Hubble space telescope STIS spectroscopy of VW hydri during early quiescence following a superoutburst

Hubble Space Telescope Space Telescope Imaging Spectrograph (STIS) observations of VW Hydri 2 and 7 days after the end of a superoutburst reveal a heated white dwarf with deep broad Lyα, narrow metallic absorption features and evidence of a hotter Keplerian-broadened component. We confirm the existence of enhanced abundances of odd-numbered nuclear species P, Mn, and Al as well as an N/C ratio indicative of CNO H-burning thermonuclear processing.
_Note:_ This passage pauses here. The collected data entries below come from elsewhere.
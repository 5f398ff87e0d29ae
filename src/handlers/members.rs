// src/handlers/members.rs

use axum::{
    extract::{Path, State},
    http::StatusCode,
    response::IntoResponse,
    Json,
};
use serde_json::json;
use uuid::Uuid;
use validator::Validate;

use crate::{
    common::error::{ApiError, AppError},
    config::AppState,
    middleware::{
        auth::SessionContext,
        rbac::{PermMembersWrite, PermOwner, RequirePermission},
    },
    models::members::{
        ChangeSubscriptionPayload, CreateMemberPayload, Member, MemberDetail, UpdateMemberPayload,
    },
};

#[utoipa::path(
    get,
    path = "/api/members",
    tag = "Members",
    responses((status = 200, description = "All members", body = Vec<Member>)),
    security(("api_jwt" = []))
)]
pub async fn list_members(
    State(app_state): State<AppState>,
    _session: SessionContext,
) -> Result<impl IntoResponse, ApiError> {
    let members = app_state.member_service.list().await?;
    Ok((StatusCode::OK, Json(members)))
}

#[utoipa::path(
    get,
    path = "/api/members/{id}",
    tag = "Members",
    params(("id" = Uuid, Path, description = "Member id")),
    responses(
        (status = 200, description = "Member with invoices and payments", body = MemberDetail),
        (status = 404, description = "Member not found")
    ),
    security(("api_jwt" = []))
)]
pub async fn get_member(
    State(app_state): State<AppState>,
    _session: SessionContext,
    Path(id): Path<Uuid>,
) -> Result<impl IntoResponse, ApiError> {
    let detail = app_state.member_service.detail(id).await?;
    Ok((StatusCode::OK, Json(detail)))
}

#[utoipa::path(
    post,
    path = "/api/members",
    tag = "Members",
    request_body = CreateMemberPayload,
    responses(
        (status = 201, description = "Member created", body = Member),
        (status = 409, description = "Email already in use")
    ),
    security(("api_jwt" = []))
)]
pub async fn create_member(
    State(app_state): State<AppState>,
    _guard: RequirePermission<PermMembersWrite>,
    Json(payload): Json<CreateMemberPayload>,
) -> Result<impl IntoResponse, ApiError> {
    payload.validate().map_err(AppError::ValidationError)?;

    let member = app_state.member_service.create(&payload).await?;
    Ok((StatusCode::CREATED, Json(member)))
}

#[utoipa::path(
    put,
    path = "/api/members/{id}",
    tag = "Members",
    request_body = UpdateMemberPayload,
    params(("id" = Uuid, Path, description = "Member id")),
    responses((status = 200, description = "Member updated", body = Member)),
    security(("api_jwt" = []))
)]
pub async fn update_member(
    State(app_state): State<AppState>,
    _guard: RequirePermission<PermMembersWrite>,
    Path(id): Path<Uuid>,
    Json(payload): Json<UpdateMemberPayload>,
) -> Result<impl IntoResponse, ApiError> {
    payload.validate().map_err(AppError::ValidationError)?;

    let member = app_state.member_service.update(id, &payload).await?;
    Ok((StatusCode::OK, Json(member)))
}

#[utoipa::path(
    put,
    path = "/api/members/{id}/approve",
    tag = "Members",
    params(("id" = Uuid, Path, description = "Member id")),
    responses((status = 200, description = "Member is active", body = Member)),
    security(("api_jwt" = []))
)]
pub async fn approve_member(
    State(app_state): State<AppState>,
    _guard: RequirePermission<PermMembersWrite>,
    Path(id): Path<Uuid>,
) -> Result<impl IntoResponse, ApiError> {
    let member = app_state.member_service.approve(id).await?;
    Ok((StatusCode::OK, Json(member)))
}

#[utoipa::path(
    put,
    path = "/api/members/{id}/subscription",
    tag = "Members",
    request_body = ChangeSubscriptionPayload,
    params(("id" = Uuid, Path, description = "Member id")),
    responses((status = 200, description = "Subscription changed", body = Member)),
    security(("api_jwt" = []))
)]
pub async fn change_subscription(
    State(app_state): State<AppState>,
    _guard: RequirePermission<PermMembersWrite>,
    Path(id): Path<Uuid>,
    Json(payload): Json<ChangeSubscriptionPayload>,
) -> Result<impl IntoResponse, ApiError> {
    let member = app_state
        .member_service
        .change_subscription(id, payload.subscription_type)
        .await?;
    Ok((StatusCode::OK, Json(member)))
}

#[utoipa::path(
    delete,
    path = "/api/members/{id}",
    tag = "Members",
    params(("id" = Uuid, Path, description = "Member id")),
    responses(
        (status = 204, description = "Member deleted"),
        (status = 403, description = "Only owners can delete members")
    ),
    security(("api_jwt" = []))
)]
pub async fn delete_member(
    State(app_state): State<AppState>,
    _guard: RequirePermission<PermOwner>,
    Path(id): Path<Uuid>,
) -> Result<impl IntoResponse, ApiError> {
    app_state.member_service.delete(id).await?;
    Ok(StatusCode::NO_CONTENT)
}

#[utoipa::path(
    post,
    path = "/api/members/sync-balances",
    tag = "Members",
    responses((status = 200, description = "Number of balances rewritten")),
    security(("api_jwt" = []))
)]
pub async fn sync_balances(
    State(app_state): State<AppState>,
    _guard: RequirePermission<PermMembersWrite>,
) -> Result<impl IntoResponse, ApiError> {
    let updated = app_state.finance_service.resync_all_balances().await?;
    Ok((StatusCode::OK, Json(json!({ "updated": updated }))))
}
Our best single-temperature white dwarf reduced χ² fit to the first spectrum reveals (1) a DAZQ white dwarf with T_eff = 22,500 ± 500 K, log g = 8.0, and photospheric abundances C = 0.3 solar, N = 3.0 solar, O = 3.0 solar, Si = 0.3 solar, Al = 2 solar, Fe = 0.5 solar, Mg = 3.0 solar, Mn = 50 solar, Ni = 0.3 solar, P = 15 solar, and Ti = 0.1 solar. The best-fit white dwarf + accretion belt composite model yields a large improvement in the reduced χ² value. The accretion belt temperature is 32,000 K and covers a fractional area of 3%, contributing 11% of the flux. The second spectrum 5 days later reveals slightly increased metal abundances except that P is elevated to 20 times solar while Fe has declined to 0.05 times solar. The white dwarf has cooled by ≈1000 K, the belt temperature is 32,000 K, and the fractional area and flux contribution of the belt are 5% and 20%, respectively. These STIS observations confirm that a past (prehistoric?) thermonuclear runaway has occurred on the white dwarf in VW Hyi. It is expected that the thermonuclear runaway would be strong enough to produce a nova outburst. Therefore, these two classes of close binaries, namely, dwarf novae and classical novae, are linked and can overlap.